- **Your assignment**
Examine each line of the data. Copy the line if it includes the word "PathBuf".

- **Record extracts**
=-=-=-=-=

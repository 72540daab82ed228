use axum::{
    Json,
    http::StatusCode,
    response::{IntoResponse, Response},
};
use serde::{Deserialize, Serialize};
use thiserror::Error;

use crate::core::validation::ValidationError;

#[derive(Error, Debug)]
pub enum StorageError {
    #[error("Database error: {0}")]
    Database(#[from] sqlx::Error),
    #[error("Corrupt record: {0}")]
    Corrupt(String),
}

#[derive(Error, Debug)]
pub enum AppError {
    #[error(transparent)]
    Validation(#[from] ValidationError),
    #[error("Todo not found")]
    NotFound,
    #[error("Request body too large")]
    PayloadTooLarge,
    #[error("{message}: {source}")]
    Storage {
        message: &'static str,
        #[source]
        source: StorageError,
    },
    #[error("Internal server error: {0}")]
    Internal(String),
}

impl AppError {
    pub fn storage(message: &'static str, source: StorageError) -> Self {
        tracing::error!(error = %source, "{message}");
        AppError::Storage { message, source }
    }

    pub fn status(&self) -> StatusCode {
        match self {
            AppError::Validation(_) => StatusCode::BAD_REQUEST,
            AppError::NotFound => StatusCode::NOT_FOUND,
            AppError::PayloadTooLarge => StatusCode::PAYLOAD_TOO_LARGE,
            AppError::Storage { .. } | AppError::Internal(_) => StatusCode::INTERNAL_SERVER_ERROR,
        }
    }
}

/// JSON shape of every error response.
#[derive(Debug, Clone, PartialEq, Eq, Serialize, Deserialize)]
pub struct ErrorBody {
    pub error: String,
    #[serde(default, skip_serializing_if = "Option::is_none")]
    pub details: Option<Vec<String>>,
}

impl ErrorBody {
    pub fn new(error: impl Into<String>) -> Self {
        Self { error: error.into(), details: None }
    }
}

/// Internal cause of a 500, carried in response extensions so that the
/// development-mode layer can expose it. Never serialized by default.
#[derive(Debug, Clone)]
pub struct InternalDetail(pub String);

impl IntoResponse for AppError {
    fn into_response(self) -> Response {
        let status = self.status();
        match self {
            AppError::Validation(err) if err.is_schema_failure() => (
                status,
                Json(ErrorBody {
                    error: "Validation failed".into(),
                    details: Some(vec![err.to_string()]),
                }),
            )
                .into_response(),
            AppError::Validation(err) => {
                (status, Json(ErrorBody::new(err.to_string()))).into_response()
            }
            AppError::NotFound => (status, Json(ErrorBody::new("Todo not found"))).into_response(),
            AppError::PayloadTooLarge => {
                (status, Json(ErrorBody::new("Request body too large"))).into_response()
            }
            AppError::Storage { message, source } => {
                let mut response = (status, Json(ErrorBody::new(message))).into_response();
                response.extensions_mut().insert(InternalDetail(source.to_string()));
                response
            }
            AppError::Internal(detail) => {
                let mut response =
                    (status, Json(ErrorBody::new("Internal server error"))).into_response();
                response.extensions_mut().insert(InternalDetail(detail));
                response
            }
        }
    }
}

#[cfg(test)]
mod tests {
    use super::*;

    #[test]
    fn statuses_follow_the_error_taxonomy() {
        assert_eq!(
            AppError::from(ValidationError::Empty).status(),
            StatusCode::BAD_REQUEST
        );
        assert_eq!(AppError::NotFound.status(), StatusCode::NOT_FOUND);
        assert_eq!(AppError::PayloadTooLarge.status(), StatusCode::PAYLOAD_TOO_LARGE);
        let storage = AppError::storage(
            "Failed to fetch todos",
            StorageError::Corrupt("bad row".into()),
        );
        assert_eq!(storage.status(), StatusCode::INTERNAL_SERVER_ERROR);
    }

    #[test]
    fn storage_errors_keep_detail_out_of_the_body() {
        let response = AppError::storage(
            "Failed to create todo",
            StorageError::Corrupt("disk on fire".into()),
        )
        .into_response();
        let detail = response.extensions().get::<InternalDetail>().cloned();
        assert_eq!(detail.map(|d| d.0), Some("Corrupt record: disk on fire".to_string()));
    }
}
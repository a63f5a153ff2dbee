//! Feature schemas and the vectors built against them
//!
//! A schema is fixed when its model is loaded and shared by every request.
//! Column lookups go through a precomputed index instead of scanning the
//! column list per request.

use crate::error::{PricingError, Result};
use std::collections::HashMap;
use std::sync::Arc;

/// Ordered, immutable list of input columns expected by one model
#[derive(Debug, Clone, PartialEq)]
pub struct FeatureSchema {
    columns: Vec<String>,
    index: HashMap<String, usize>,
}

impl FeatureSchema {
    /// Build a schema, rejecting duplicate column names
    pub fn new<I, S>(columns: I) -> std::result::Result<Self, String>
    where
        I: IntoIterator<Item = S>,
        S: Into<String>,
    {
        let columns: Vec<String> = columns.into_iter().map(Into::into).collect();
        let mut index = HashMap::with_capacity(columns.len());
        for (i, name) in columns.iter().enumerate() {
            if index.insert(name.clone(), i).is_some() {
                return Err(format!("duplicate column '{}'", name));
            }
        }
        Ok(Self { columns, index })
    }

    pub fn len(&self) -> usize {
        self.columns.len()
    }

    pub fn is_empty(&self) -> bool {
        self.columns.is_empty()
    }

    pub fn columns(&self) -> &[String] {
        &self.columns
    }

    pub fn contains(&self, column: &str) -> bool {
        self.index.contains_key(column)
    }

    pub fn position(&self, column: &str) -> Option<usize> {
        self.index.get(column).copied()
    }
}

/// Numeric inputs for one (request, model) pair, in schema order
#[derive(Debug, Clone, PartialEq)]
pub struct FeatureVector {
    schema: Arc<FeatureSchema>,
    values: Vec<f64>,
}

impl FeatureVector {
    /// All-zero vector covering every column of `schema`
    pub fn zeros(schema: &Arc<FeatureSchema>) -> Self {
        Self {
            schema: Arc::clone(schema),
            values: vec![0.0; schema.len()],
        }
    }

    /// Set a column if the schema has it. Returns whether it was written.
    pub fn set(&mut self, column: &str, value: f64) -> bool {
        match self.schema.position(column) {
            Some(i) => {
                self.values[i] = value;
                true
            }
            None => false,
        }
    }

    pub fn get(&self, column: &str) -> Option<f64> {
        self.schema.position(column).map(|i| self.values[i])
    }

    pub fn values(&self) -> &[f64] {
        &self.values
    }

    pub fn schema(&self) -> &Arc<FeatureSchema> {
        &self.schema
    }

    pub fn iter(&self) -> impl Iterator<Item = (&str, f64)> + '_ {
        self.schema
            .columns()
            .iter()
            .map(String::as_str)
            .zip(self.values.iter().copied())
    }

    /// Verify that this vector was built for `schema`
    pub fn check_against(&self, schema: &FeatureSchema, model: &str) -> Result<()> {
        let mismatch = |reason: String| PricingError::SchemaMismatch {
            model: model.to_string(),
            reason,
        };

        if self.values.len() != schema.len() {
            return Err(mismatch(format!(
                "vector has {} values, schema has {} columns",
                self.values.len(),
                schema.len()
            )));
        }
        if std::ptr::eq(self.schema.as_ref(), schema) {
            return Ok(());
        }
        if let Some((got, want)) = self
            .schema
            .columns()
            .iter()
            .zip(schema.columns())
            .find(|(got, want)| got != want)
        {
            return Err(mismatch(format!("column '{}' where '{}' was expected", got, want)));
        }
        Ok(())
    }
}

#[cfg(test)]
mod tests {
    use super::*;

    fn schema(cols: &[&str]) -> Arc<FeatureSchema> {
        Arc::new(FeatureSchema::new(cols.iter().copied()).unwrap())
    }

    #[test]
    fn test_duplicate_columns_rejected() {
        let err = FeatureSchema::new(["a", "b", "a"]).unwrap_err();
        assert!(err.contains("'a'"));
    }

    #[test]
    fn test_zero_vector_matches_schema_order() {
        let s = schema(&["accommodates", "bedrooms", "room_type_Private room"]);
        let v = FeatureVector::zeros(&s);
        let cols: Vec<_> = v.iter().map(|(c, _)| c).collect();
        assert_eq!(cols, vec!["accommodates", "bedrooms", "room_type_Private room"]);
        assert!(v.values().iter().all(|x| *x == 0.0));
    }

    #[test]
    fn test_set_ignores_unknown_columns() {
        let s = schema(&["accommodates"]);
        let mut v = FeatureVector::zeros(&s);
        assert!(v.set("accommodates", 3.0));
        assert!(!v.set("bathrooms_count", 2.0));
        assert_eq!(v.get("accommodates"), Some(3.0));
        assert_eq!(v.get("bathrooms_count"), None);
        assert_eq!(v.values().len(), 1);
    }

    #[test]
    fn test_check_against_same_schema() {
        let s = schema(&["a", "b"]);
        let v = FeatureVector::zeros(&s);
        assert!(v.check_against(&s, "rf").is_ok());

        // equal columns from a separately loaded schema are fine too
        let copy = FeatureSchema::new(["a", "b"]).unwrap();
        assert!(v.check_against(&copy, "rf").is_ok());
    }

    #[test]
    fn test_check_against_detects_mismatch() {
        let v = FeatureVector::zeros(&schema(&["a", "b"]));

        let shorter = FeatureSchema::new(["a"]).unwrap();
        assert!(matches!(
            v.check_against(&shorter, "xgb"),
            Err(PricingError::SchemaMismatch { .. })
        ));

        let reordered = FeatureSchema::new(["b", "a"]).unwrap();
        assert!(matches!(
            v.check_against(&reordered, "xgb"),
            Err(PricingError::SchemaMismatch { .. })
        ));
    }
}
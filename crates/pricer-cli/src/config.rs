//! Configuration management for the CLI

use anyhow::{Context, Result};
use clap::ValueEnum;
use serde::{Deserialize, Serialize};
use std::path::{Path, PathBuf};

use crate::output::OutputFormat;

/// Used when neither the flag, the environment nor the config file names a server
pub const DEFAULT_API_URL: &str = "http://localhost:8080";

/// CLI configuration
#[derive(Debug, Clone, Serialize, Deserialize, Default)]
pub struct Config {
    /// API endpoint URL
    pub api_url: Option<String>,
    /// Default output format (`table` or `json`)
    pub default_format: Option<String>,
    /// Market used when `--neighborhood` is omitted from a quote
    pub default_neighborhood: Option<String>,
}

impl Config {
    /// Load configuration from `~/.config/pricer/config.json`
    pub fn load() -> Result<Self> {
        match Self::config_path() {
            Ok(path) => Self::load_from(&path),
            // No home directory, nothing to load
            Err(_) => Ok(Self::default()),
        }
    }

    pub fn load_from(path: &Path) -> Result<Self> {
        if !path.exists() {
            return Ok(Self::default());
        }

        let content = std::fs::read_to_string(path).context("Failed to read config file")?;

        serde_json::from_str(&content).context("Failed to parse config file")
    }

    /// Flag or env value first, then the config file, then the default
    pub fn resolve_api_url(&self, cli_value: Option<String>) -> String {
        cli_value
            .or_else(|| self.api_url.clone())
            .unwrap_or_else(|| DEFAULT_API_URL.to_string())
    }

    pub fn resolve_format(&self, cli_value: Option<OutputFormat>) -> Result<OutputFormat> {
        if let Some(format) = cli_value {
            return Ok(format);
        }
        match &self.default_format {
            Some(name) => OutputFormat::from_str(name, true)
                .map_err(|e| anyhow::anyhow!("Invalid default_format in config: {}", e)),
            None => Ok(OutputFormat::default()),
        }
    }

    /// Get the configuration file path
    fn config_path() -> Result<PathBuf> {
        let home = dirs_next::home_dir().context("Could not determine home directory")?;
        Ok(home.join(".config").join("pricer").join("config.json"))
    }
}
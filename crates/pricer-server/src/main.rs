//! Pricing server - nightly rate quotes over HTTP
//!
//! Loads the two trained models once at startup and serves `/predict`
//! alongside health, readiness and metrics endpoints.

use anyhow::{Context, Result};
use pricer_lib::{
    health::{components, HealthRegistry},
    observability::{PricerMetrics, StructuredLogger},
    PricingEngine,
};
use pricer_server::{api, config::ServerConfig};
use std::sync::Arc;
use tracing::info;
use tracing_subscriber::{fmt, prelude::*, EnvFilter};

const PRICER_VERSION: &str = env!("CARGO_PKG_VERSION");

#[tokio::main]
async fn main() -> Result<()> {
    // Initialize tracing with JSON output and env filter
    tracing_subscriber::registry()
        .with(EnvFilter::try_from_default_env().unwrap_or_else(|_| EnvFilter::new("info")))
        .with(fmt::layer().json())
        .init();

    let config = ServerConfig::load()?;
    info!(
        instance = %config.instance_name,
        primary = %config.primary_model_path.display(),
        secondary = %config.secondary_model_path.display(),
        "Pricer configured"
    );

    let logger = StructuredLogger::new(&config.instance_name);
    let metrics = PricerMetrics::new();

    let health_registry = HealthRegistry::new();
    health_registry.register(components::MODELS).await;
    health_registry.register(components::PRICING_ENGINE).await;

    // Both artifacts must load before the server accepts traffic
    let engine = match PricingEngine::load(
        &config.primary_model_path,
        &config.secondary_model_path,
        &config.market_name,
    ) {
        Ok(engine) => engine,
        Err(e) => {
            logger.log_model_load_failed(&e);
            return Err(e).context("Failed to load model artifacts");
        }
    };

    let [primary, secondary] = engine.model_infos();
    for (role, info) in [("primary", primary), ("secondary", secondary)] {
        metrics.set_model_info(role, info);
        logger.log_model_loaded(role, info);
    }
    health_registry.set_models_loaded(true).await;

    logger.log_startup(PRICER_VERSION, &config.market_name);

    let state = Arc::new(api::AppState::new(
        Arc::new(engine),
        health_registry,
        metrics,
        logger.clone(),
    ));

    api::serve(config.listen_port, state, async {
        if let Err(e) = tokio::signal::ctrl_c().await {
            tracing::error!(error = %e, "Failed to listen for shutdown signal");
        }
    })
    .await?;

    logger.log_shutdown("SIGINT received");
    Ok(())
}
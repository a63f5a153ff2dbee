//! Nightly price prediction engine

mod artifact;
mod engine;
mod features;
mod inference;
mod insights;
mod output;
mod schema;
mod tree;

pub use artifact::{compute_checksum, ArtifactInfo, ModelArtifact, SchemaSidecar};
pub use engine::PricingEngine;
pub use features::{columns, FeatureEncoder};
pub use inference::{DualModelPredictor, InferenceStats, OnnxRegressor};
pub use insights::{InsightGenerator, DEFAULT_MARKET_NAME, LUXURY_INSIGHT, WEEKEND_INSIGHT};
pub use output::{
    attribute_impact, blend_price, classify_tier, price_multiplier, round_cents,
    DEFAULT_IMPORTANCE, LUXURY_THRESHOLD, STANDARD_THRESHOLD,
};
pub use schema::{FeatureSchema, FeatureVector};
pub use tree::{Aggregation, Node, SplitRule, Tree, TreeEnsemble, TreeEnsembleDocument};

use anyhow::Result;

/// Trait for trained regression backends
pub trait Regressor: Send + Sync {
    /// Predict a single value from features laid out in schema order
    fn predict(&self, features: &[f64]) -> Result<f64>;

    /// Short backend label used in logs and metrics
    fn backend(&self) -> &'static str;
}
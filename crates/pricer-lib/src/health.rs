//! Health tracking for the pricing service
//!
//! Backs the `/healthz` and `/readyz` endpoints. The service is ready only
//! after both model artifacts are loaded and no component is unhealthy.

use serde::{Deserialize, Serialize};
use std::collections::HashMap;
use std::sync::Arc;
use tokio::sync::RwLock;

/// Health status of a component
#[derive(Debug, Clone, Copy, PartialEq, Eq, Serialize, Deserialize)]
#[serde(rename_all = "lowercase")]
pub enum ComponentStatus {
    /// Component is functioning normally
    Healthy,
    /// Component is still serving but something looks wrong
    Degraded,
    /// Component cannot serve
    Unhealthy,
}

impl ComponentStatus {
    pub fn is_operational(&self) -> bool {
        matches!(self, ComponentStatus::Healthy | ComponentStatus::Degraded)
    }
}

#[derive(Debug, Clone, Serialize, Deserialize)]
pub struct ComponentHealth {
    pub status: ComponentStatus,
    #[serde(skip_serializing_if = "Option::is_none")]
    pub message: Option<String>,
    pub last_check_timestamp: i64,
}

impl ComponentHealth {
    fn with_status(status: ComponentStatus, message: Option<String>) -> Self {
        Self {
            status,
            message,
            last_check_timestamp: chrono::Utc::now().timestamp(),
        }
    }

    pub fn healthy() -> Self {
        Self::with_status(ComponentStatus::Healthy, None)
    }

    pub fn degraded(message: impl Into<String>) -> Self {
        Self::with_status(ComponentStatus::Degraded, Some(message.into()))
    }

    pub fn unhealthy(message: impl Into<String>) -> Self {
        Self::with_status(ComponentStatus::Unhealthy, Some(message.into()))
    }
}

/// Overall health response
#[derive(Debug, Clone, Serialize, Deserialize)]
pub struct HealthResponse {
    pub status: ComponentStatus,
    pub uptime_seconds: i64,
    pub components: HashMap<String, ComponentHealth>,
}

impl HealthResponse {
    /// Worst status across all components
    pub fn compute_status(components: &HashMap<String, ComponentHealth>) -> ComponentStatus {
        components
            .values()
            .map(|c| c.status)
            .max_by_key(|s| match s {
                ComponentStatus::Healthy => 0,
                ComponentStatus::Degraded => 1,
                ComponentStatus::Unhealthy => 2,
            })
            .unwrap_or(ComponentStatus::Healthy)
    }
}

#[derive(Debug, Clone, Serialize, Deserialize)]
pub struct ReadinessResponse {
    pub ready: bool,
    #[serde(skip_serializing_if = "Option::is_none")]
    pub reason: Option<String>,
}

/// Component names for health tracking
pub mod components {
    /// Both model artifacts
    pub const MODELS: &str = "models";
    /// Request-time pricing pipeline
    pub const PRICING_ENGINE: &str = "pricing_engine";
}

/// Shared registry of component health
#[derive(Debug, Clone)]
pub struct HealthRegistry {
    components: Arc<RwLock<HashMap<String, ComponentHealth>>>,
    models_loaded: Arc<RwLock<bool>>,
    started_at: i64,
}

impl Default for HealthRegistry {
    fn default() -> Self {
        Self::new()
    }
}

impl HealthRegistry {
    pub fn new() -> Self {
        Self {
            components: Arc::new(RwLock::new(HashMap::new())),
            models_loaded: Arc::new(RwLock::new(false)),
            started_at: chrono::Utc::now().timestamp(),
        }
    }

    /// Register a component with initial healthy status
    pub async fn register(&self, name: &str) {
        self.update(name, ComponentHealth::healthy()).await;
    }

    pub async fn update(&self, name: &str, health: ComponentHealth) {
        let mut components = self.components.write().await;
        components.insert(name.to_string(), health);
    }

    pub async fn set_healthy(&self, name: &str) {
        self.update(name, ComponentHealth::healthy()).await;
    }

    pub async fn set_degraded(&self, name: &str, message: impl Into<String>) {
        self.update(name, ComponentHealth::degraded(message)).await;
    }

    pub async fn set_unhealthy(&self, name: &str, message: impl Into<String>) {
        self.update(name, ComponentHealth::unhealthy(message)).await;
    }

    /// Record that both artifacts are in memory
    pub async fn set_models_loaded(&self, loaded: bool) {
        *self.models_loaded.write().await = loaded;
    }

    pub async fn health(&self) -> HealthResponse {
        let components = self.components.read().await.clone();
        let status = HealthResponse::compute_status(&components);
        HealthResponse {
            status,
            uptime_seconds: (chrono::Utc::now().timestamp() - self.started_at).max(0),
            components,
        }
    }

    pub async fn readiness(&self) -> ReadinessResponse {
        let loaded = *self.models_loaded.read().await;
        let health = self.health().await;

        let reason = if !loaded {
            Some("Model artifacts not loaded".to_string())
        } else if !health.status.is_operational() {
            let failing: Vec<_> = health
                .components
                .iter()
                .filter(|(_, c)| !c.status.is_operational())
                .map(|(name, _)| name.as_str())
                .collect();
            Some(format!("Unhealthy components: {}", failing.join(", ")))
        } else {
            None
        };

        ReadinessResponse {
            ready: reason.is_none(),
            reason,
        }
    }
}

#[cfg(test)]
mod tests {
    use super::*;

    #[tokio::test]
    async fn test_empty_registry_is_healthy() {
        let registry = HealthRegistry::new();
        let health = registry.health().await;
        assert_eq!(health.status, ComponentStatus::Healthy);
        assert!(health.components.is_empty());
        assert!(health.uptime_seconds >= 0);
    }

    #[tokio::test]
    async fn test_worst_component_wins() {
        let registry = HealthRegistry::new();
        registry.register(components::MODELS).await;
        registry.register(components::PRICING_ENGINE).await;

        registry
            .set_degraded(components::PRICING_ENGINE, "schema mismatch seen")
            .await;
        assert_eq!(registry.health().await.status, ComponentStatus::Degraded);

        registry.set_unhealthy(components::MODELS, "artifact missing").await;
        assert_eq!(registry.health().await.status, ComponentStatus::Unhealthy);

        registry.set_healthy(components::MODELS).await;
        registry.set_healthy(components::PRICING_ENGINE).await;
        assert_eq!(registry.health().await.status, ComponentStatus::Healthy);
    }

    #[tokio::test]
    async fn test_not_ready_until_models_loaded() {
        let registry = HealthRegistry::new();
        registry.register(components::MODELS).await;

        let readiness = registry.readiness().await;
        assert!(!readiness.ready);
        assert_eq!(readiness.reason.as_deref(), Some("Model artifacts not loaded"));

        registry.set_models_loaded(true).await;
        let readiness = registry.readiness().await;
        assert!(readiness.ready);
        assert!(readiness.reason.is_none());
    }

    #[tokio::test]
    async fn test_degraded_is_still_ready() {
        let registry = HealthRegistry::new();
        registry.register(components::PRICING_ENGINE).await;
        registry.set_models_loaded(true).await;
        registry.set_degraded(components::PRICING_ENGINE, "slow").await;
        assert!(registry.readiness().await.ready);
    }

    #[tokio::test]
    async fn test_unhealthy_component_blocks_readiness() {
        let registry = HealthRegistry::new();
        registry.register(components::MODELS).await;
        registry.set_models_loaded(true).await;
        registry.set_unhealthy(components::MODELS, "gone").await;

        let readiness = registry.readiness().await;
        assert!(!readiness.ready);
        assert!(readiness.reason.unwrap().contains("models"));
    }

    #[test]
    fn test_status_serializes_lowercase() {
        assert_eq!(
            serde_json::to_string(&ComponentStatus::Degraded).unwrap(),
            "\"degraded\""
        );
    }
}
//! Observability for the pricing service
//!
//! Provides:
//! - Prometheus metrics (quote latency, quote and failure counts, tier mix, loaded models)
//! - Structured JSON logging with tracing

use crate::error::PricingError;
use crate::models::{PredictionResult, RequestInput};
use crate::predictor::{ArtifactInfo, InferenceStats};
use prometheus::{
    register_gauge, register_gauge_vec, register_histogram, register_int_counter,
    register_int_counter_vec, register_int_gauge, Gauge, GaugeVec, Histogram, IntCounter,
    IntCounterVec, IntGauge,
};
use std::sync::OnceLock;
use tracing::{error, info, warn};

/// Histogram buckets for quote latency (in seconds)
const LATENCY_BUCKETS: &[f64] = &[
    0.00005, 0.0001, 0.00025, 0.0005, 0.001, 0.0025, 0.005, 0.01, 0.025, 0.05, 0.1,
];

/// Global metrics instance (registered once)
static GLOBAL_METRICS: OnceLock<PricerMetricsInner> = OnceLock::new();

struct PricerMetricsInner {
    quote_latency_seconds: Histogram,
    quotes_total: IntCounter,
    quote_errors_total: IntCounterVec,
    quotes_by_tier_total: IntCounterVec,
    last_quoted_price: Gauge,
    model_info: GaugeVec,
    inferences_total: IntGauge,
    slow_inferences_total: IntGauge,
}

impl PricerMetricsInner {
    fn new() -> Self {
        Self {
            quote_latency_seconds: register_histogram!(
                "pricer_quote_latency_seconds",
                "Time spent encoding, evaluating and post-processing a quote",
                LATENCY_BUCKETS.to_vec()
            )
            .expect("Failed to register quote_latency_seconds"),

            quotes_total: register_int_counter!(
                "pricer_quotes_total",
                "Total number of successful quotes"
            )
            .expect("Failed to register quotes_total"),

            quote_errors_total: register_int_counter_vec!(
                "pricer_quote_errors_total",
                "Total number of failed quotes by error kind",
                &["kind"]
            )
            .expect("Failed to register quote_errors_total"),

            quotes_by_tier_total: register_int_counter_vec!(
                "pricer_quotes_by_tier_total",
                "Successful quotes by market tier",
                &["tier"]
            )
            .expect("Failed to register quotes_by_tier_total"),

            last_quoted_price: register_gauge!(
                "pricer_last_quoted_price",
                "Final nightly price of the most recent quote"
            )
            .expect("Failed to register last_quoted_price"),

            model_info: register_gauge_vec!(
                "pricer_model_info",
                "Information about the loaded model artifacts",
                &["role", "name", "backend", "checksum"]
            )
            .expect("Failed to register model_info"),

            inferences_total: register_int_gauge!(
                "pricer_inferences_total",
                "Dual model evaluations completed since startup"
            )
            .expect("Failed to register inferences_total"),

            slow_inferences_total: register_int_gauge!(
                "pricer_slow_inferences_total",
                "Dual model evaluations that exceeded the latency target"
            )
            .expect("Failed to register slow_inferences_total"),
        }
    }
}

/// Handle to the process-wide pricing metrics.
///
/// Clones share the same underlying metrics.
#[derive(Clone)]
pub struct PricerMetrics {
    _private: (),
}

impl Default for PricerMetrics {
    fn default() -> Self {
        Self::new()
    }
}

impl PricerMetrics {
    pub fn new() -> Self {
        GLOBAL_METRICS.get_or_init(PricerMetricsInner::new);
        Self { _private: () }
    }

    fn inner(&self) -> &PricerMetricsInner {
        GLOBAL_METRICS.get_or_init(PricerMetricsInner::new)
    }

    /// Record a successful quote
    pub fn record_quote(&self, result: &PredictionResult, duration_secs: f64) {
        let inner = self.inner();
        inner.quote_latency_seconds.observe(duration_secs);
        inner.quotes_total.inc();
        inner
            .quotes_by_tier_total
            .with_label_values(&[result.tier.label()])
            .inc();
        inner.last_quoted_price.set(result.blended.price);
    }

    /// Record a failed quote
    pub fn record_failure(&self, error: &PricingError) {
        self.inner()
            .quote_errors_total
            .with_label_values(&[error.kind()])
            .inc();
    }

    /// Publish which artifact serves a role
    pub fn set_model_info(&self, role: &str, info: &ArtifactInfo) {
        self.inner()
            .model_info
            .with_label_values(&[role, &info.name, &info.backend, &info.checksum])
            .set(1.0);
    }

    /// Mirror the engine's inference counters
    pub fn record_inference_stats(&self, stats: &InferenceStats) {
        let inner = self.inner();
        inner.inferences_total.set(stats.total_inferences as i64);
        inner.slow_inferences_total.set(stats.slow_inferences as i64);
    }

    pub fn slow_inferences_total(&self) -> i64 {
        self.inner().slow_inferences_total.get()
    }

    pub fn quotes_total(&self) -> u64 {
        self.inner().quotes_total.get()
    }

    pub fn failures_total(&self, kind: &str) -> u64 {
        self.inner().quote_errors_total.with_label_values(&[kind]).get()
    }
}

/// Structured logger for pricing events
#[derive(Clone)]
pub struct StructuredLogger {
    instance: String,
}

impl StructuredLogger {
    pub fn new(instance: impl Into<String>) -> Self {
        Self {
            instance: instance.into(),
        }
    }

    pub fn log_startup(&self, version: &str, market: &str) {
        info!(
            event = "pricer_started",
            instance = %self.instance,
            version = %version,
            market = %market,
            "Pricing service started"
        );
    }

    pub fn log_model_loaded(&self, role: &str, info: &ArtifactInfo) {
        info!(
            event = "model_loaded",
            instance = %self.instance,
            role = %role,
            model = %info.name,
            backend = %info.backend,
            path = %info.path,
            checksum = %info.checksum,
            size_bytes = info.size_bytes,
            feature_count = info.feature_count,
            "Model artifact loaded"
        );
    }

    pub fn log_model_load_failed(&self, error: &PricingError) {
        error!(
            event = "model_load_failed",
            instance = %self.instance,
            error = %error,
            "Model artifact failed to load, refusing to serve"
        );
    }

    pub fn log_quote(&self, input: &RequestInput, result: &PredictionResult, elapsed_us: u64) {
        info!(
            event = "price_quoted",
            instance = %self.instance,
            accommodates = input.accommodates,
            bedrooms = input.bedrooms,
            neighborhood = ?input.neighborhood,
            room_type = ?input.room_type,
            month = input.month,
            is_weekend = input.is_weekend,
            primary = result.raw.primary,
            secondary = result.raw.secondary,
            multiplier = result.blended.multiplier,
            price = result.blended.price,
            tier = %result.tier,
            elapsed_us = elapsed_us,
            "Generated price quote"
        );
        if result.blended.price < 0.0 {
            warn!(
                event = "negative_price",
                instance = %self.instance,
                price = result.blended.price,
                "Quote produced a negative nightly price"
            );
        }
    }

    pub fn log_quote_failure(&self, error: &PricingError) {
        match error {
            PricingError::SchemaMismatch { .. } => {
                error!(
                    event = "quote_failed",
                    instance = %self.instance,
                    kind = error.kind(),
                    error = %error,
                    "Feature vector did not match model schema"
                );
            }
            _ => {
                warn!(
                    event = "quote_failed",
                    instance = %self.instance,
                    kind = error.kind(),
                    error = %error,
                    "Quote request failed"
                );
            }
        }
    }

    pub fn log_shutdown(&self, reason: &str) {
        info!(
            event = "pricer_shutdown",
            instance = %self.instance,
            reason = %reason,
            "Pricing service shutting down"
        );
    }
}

=-=-=-=-=

- **Final answer**
use std::path::{Path, PathBuf};
    fn config_path() -> Result<PathBuf> {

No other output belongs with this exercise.